■ Prompt
Which lines of the records hold the string "ActivationFailure"? Report only how many of them there are.

[Entries provided Boundary: Start]

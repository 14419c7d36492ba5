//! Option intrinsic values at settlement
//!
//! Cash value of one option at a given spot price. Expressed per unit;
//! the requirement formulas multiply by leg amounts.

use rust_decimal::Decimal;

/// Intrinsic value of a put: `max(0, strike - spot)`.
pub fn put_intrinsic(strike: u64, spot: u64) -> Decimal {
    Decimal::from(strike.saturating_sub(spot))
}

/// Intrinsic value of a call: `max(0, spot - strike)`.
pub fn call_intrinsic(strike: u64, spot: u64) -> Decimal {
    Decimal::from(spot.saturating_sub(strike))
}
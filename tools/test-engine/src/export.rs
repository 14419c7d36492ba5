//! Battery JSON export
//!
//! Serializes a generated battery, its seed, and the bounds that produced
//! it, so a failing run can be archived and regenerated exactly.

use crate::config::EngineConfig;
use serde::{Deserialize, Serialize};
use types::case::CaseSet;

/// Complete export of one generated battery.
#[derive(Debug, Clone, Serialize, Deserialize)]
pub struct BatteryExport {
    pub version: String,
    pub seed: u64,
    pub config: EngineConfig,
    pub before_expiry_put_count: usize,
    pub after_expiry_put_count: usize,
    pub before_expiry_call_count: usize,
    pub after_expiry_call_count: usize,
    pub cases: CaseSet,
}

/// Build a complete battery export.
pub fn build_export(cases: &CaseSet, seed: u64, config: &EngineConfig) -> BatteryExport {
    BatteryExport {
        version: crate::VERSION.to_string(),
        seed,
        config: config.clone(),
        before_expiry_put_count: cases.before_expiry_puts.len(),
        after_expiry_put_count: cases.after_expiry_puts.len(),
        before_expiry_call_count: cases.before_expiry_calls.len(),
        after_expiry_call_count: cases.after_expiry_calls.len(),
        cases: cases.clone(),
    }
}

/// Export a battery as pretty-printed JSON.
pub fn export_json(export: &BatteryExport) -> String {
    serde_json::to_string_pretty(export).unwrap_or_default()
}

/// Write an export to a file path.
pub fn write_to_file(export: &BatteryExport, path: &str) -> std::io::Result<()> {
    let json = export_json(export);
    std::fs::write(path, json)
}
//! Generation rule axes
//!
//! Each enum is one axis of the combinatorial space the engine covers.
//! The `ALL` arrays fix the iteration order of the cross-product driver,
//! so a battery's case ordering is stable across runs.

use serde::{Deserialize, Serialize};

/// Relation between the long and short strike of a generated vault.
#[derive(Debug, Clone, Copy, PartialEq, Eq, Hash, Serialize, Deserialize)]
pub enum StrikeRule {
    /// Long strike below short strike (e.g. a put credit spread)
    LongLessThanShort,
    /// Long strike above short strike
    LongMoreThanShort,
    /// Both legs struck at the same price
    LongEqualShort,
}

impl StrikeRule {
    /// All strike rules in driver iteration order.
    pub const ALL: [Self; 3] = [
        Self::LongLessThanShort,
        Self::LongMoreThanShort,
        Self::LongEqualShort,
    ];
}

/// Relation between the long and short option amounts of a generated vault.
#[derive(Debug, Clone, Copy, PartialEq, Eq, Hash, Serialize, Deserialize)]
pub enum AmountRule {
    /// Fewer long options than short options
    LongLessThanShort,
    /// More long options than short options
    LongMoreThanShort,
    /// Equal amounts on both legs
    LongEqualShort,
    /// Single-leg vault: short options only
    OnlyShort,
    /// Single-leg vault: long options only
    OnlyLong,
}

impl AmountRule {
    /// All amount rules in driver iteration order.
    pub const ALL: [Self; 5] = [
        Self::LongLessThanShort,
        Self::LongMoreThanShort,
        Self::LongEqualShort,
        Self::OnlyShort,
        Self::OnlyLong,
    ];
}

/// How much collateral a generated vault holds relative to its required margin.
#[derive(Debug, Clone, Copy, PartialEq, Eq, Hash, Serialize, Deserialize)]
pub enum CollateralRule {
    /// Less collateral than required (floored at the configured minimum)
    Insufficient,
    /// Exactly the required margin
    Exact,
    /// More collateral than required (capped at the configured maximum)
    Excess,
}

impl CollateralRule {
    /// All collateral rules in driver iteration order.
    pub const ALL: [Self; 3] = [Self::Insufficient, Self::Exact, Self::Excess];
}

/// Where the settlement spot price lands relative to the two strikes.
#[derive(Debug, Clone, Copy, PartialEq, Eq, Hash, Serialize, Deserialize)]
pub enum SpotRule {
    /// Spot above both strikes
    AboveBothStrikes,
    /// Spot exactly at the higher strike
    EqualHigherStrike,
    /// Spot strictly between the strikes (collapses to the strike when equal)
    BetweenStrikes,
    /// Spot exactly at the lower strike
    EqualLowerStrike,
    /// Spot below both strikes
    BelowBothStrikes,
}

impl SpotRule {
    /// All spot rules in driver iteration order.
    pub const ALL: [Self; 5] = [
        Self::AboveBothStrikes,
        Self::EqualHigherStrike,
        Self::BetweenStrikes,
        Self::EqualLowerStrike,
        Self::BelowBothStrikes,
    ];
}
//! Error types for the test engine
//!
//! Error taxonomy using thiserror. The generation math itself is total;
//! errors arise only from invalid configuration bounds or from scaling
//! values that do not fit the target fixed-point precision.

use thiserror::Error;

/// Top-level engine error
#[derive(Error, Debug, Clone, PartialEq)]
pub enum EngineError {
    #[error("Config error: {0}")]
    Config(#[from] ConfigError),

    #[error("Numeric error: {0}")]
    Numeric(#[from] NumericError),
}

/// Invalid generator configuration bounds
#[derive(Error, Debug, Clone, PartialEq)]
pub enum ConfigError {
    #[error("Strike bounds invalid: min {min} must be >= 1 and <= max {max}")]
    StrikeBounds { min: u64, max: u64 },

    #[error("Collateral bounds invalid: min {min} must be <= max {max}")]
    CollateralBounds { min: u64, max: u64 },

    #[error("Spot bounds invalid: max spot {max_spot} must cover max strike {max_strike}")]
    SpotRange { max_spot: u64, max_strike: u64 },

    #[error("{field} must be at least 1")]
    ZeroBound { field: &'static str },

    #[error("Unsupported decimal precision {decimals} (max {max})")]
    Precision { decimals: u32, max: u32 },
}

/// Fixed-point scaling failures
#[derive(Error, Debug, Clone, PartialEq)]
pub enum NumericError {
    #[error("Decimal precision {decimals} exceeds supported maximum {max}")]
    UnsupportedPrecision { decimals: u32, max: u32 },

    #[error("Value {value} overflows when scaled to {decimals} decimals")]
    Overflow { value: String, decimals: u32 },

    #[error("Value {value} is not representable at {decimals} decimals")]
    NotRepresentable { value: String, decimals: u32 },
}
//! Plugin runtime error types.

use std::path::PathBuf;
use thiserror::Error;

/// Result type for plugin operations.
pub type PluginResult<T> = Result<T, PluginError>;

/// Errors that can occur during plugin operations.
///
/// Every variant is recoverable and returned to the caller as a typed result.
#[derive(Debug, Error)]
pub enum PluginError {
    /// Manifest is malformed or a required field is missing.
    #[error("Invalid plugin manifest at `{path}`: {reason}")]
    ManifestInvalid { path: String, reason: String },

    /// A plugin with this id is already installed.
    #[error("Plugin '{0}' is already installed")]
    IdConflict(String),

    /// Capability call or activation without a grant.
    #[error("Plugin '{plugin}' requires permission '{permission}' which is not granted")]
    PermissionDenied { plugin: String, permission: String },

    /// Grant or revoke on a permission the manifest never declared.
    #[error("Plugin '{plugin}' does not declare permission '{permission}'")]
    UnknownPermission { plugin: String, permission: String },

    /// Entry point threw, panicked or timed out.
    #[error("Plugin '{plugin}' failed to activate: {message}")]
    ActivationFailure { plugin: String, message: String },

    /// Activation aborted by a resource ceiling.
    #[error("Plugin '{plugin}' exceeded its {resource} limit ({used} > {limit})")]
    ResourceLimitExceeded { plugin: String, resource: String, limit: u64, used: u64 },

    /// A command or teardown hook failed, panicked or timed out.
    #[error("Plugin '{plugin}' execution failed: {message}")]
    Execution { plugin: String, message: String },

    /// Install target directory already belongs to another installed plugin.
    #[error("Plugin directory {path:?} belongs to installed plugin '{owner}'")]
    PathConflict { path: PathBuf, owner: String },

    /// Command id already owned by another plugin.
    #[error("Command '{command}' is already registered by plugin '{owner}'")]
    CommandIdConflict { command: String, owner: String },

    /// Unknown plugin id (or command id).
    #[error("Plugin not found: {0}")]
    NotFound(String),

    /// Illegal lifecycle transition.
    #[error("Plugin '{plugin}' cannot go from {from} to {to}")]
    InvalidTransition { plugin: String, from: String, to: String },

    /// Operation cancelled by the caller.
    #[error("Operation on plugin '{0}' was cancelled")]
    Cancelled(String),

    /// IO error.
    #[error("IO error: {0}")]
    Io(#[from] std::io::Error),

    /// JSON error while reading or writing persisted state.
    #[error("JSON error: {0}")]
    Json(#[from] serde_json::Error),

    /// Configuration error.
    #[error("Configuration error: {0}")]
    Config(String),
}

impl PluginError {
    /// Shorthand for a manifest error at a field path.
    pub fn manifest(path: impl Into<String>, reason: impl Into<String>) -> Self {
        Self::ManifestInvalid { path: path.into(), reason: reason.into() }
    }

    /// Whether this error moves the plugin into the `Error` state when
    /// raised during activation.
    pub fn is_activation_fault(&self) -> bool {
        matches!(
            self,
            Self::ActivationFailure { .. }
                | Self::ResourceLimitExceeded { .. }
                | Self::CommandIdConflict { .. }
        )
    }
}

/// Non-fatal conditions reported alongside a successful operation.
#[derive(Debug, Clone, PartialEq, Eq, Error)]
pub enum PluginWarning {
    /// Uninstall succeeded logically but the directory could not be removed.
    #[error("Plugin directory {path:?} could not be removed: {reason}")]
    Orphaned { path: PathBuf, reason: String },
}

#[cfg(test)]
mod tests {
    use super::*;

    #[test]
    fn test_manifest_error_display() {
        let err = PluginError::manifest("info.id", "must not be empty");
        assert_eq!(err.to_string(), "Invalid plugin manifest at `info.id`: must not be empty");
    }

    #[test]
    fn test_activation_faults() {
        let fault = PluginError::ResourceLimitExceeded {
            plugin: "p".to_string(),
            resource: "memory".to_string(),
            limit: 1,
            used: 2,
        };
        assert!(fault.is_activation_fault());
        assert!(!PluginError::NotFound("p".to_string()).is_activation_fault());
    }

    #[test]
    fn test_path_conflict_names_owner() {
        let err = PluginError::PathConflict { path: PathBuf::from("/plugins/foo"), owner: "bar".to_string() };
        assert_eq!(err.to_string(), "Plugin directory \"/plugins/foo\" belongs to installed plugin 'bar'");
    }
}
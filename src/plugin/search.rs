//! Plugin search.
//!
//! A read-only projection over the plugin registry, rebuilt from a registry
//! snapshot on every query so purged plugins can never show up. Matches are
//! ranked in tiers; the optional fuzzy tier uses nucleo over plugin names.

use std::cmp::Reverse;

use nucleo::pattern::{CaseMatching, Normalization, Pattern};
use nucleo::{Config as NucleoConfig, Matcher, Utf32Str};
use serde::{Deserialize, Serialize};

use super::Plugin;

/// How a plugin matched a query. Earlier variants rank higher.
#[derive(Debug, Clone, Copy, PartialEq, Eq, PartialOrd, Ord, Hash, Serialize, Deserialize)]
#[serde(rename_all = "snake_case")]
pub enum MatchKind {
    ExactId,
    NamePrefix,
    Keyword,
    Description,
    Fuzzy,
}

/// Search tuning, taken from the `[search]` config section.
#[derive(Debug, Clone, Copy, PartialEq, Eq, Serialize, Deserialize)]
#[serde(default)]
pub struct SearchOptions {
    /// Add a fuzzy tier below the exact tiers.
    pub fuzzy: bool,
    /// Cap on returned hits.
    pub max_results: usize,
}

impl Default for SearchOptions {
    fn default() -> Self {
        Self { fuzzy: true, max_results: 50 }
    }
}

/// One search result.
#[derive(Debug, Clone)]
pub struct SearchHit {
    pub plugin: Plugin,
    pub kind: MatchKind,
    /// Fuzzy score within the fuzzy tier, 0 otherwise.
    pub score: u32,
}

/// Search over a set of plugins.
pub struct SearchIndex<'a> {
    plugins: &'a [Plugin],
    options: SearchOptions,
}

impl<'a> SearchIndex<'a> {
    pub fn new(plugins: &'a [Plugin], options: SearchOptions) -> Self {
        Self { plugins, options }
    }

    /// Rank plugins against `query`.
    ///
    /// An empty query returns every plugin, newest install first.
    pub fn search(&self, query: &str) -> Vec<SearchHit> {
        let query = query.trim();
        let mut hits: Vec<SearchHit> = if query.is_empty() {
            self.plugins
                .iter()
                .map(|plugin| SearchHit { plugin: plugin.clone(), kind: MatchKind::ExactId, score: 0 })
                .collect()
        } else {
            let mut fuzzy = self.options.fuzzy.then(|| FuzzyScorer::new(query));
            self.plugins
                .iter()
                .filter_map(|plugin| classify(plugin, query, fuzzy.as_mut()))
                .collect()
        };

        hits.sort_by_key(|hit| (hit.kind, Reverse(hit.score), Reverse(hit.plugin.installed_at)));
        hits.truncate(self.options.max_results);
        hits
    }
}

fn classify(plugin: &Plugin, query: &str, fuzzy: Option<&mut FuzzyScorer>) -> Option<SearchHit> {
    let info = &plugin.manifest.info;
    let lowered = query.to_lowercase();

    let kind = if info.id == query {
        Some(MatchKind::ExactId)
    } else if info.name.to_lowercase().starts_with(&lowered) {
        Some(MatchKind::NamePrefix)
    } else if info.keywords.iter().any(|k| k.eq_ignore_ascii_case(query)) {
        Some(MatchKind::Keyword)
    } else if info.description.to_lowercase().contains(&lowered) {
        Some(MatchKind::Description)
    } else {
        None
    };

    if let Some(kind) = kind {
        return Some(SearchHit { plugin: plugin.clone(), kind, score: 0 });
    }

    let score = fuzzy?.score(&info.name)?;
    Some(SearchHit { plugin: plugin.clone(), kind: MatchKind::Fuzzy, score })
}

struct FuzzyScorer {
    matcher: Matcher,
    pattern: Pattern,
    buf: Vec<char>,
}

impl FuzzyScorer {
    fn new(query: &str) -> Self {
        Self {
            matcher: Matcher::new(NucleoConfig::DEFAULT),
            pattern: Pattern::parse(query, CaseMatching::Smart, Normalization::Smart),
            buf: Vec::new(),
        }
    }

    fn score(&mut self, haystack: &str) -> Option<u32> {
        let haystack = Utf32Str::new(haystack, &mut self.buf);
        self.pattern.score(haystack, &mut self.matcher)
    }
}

[Entries provided Boundary: End]

■ Result of this task
2